Few actions by United Methodist leaders in recent months have been as sharp a slap in the face to the people in the pew as the bishops’ nominee list. Out of nearly 30 potential members, less than a third of them are laity. What the bishops have done, in effect, is to create a third order of ministry – bishops – a class that for decades the Council of Bishops has protested didn’t apply to United Methodist episcopal leaders. Although bishops’ membership in the church shifts to the Council once they are elected and consecrated, bishops who leave office for whatever reason return to the same status in their annual conference as other ordained clergy.
Now, however, the Council of Bishops has made it clear that, like the Episcopal Church, bishops are to be considered a third order of ordained ministry along with elders and deacons. The nominating list makes it clear that bishops now think of themselves as a class of United Methodists that deserves a say in the church’s future equal to that those who do the work and pay the bills.
Besides setting up the Council of Bishops as a third class, the Way Forward nominations send a second obvious message that the general ministry of the church – laypeople – are second-class citizens of the worldwide denomination. Ordinary church members are known in religious parlance as the “general ministry.” They are the pool of God’s servants from which come those who go on to the “set apart” or ordained ministry of elders and deacons.
What’s more, laypeople are those Christians who are most often encountered outside the church as the followers of Christ.

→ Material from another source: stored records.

//! Analytics engine (C9): fingerprinting, security heuristics, AP
//! localization (Kalman + DBSCAN + weighted centroid), daily aggregation,
//! and route suggestion. Grounded in `original_source/advanced_analytics.py`
//! and `original_source/advanced_localization.py`.

pub mod aggregation;
pub mod fingerprint;
pub mod localization;
pub mod route;
pub mod security;
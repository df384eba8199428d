//! `GET/POST /webhooks` (§4.11): list or replace the configured notification
//! webhook URLs, stored on the live config (§6's `notification_webhooks`).

use axum::extract::State;
use axum::Json;
use serde::{Deserialize, Serialize};

use crate::auth::AuthenticatedUser;
use crate::AppState;

#[derive(Debug, Serialize, Deserialize)]
pub struct Webhooks {
    pub urls: Vec<String>,
}

pub async fn list_webhooks(State(state): State<AppState>, _auth: AuthenticatedUser) -> Json<Webhooks> {
    let config = state.config.lock().await;
    Json(Webhooks { urls: config.notification_webhooks.clone() })
}

pub async fn replace_webhooks(
    State(state): State<AppState>,
    _auth: AuthenticatedUser,
    Json(body): Json<Webhooks>,
) -> Json<Webhooks> {
    let mut config = state.config.lock().await;
    config.notification_webhooks = body.urls.clone();
    Json(body)
}
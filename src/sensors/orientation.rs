//! Device orientation adapter, grounded in `original_source/orientation_sensors.py`
//! (the `net.hadess.SensorProxy` DBus proxy and its orientation-string-to-heading map).

use std::sync::Mutex;
use std::time::Duration;

use dbus::blocking::Connection;

const DEFAULT_TIMEOUT: Duration = Duration::from_secs(1);
const SENSOR_PROXY_DEST: &str = "net.hadess.SensorProxy";
const SENSOR_PROXY_PATH: &str = "/net/hadess/SensorProxy";

/// Map an `iio-sensor-proxy` orientation string to a compass heading in degrees.
pub fn orientation_to_degrees(orientation: &str) -> Option<f64> {
    match orientation {
        "normal" => Some(0.0),
        "right-up" => Some(90.0),
        "bottom-up" => Some(180.0),
        "left-up" => Some(270.0),
        _ => None,
    }
}

struct State {
    connected: bool,
    warned: bool,
}

/// Wraps the blocking `dbus` client behind a mutex so concurrent callers never
/// interleave connection attempts (§4.3).
pub struct OrientationSensor {
    state: Mutex<State>,
}

impl Default for OrientationSensor {
    fn default() -> Self {
        Self {
            state: Mutex::new(State { connected: false, warned: false }),
        }
    }
}

impl OrientationSensor {
    pub fn new() -> Self {
        Self::default()
    }

    fn read_orientation_blocking() -> Option<String> {
        let conn = Connection::new_system().ok()?;
        let proxy = conn.with_proxy(SENSOR_PROXY_DEST, SENSOR_PROXY_PATH, DEFAULT_TIMEOUT);
        let (value,): (String,) = proxy
            .method_call(
                "org.freedesktop.DBus.Properties",
                "Get",
                (SENSOR_PROXY_DEST, "AccelerometerOrientation"),
            )
            .ok()?;
        Some(value)
    }

    /// Current heading in degrees, or `None` if the sensor proxy is unavailable.
    pub async fn heading_degrees(&self) -> Option<f64> {
        let warned_before = {
            let state = self.state.lock().unwrap();
            state.warned
        };
        let result = tokio::time::timeout(
            DEFAULT_TIMEOUT,
            tokio::task::spawn_blocking(Self::read_orientation_blocking),
        )
        .await;

        let mut state = self.state.lock().unwrap();
        match result {
            Ok(Ok(Some(orientation))) => {
                state.connected = true;
                state.warned = false;
                orientation_to_degrees(&orientation)
            }
            _ => {
                state.connected = false;
                if !warned_before {
                    tracing::warn!("orientation sensor proxy unavailable, degrading to no heading");
                    state.warned = true;
                }
                None
            }
        }
    }
}

#[cfg(test)]
mod tests {
    use super::*;

    #[test]
    fn maps_known_orientations() {
        assert_eq!(orientation_to_degrees("normal"), Some(0.0));
        assert_eq!(orientation_to_degrees("right-up"), Some(90.0));
        assert_eq!(orientation_to_degrees("bottom-up"), Some(180.0));
        assert_eq!(orientation_to_degrees("left-up"), Some(270.0));
        assert_eq!(orientation_to_degrees("unknown-value"), None);
    }

    #[tokio::test]
    async fn degrades_to_none_without_dbus() {
        let sensor = OrientationSensor::new();
        // In CI/test environments there is no sensor proxy; this must not panic or hang.
        let _ = sensor.heading_degrees().await;
    }
}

They are the people who offer kind words and actions in a hurting and violent world. They help others in times of personal crisis or public disaster. They form the great river of ceaseless prayer that runs under the surface of everyday life, sustaining the temporal and spiritual world with their praise and supplications. Even the Sunday morning worship service, or liturgy, is known as “the work of the people.”

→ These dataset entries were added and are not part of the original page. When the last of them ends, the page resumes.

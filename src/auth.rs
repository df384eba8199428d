//! Bearer-token authentication (C11), mirroring the teacher's API-key
//! hash-at-rest pattern: a 32-byte random URL-safe token is issued once and
//! only its SHA-256 hash is stored; requests present the raw token and are
//! checked against the stored hash.

use axum::extract::FromRequestParts;
use axum::http::request::Parts;
use rand::RngCore;
use sha2::{Digest, Sha256};
use tokio::sync::RwLock;

use crate::error::PiwError;

/// Generate a fresh bearer token: 32 random bytes, URL-safe base64 encoded.
pub fn generate_token() -> String {
    let mut bytes = [0u8; 32];
    rand::rng().fill_bytes(&mut bytes);
    urlencoding::encode(&data_encoding_base64url(&bytes)).into_owned()
}

fn data_encoding_base64url(bytes: &[u8]) -> String {
    const ALPHABET: &[u8] = b"ABCDEFGHIJKLMNOPQRSTUVWXYZabcdefghijklmnopqrstuvwxyz0123456789-_";
    let mut out = String::with_capacity((bytes.len() * 4).div_ceil(3));
    for chunk in bytes.chunks(3) {
        let b0 = chunk[0] as u32;
        let b1 = *chunk.get(1).unwrap_or(&0) as u32;
        let b2 = *chunk.get(2).unwrap_or(&0) as u32;
        let n = (b0 << 16) | (b1 << 8) | b2;
        out.push(ALPHABET[((n >> 18) & 0x3f) as usize] as char);
        out.push(ALPHABET[((n >> 12) & 0x3f) as usize] as char);
        if chunk.len() > 1 {
            out.push(ALPHABET[((n >> 6) & 0x3f) as usize] as char);
        }
        if chunk.len() > 2 {
            out.push(ALPHABET[(n & 0x3f) as usize] as char);
        }
    }
    out
}

pub fn hash_token(token: &str) -> String {
    let digest = Sha256::digest(token.as_bytes());
    hex_encode(&digest)
}

fn hex_encode(bytes: &[u8]) -> String {
    let mut s = String::with_capacity(bytes.len() * 2);
    for b in bytes {
        s.push_str(&format!("{b:02x}"));
    }
    s
}

pub fn hash_password(password: &str) -> String {
    hex_encode(&Sha256::digest(password.as_bytes()))
}

/// Holds the single active session token's hash in memory; reissued on
/// every successful `/token` exchange (single-operator appliance, no
/// multi-session token table per §4.11).
#[derive(Default)]
pub struct TokenStore {
    inner: RwLock<Option<String>>,
}

impl TokenStore {
    pub fn new() -> Self {
        Self::default()
    }

    pub async fn issue(&self) -> String {
        let token = generate_token();
        let mut guard = self.inner.write().await;
        *guard = Some(hash_token(&token));
        token
    }

    pub async fn validate(&self, token: &str) -> bool {
        let guard = self.inner.read().await;
        guard.as_deref() == Some(hash_token(token).as_str())
    }
}

/// Extractor that fails with 401 unless `Authorization: Bearer <token>`
/// matches the currently issued token.
pub struct AuthenticatedUser;

impl<S> FromRequestParts<S> for AuthenticatedUser
where
    S: Send + Sync,
    crate::AppState: axum::extract::FromRef<S>,
{
    type Rejection = PiwError;

    async fn from_request_parts(parts: &mut Parts, state: &S) -> Result<Self, Self::Rejection> {
        let app_state = crate::AppState::from_ref(state);
        let header = parts.headers.get(axum::http::header::AUTHORIZATION).and_then(|v| v.to_str().ok());
        let token = header.and_then(|h| h.strip_prefix("Bearer ")).ok_or(PiwError::Unauthorized)?;
        if app_state.tokens.validate(token).await {
            Ok(AuthenticatedUser)
        } else {
            Err(PiwError::Unauthorized)
        }
    }
}

#[cfg(test)]
mod tests {
    use super::*;

    #[test]
    fn token_hash_is_deterministic() {
        assert_eq!(hash_token("abc"), hash_token("abc"));
        assert_ne!(hash_token("abc"), hash_token("abd"));
    }

    #[tokio::test]
    async fn token_store_validates_only_latest_issue() {
        let store = TokenStore::new();
        let first = store.issue().await;
        assert!(store.validate(&first).await);
        let second = store.issue().await;
        assert!(!store.validate(&first).await);
        assert!(store.validate(&second).await);
    }

    #[test]
    fn generated_tokens_are_32_bytes_of_entropy_and_unique() {
        let a = generate_token();
        let b = generate_token();
        assert_ne!(a, b);
        assert!(a.len() >= 40);
    }
}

Even though highly educated clergy and academics may balk at the prospect, laypeople are entirely competent theologians through years of Bible study, prayer and daily practice. Every day laypeople explain the nature and workings of God to those around them, which defines theology. Laypeople witness daily to the reality of God, to God’s eternal love, and to God’s grace that forgives our errors and sustains us in the direst situations. The lived theology of the laity draws people toward Jesus Christ in the first place.
Now the Council of Bishops, through its nominees for the Commission on a Way Forward, has demonstrated that none of these realities matter when it comes to deciding the future of the church. It doesn’t matter, say the bishops, that it’s the laity who are required to sustain the church with their “prayers, presence, gifts, service and witness” (United Methodist Hymnal). It doesn’t matter, say the bishops, that it’s the laity on whom falls the bulk of both domestic and international mission work. It doesn’t matter that it’s the laity who are constantly exhorted to “make disciples of Jesus Christ for the transformation of the world.” When it comes to wrestling with the problems facing the global denomination, and to developing the ways and means to address those problems, the laity are as nothing, according to the bishops’ actions.
Fortunately, there’s still time to rectify the bishops’ mistake. In addition to signing an online petition, United Methodists can convey their opinions on the Way Forward nominations to their bishops. Now is the time for the people of Jesus Christ to stand up and claim the “keys of the kingdom” Jesus gave them to “bind and loose” (Matthew 16.19) those things that will cure The United Methodist Church and fit it for the work of God in a new age.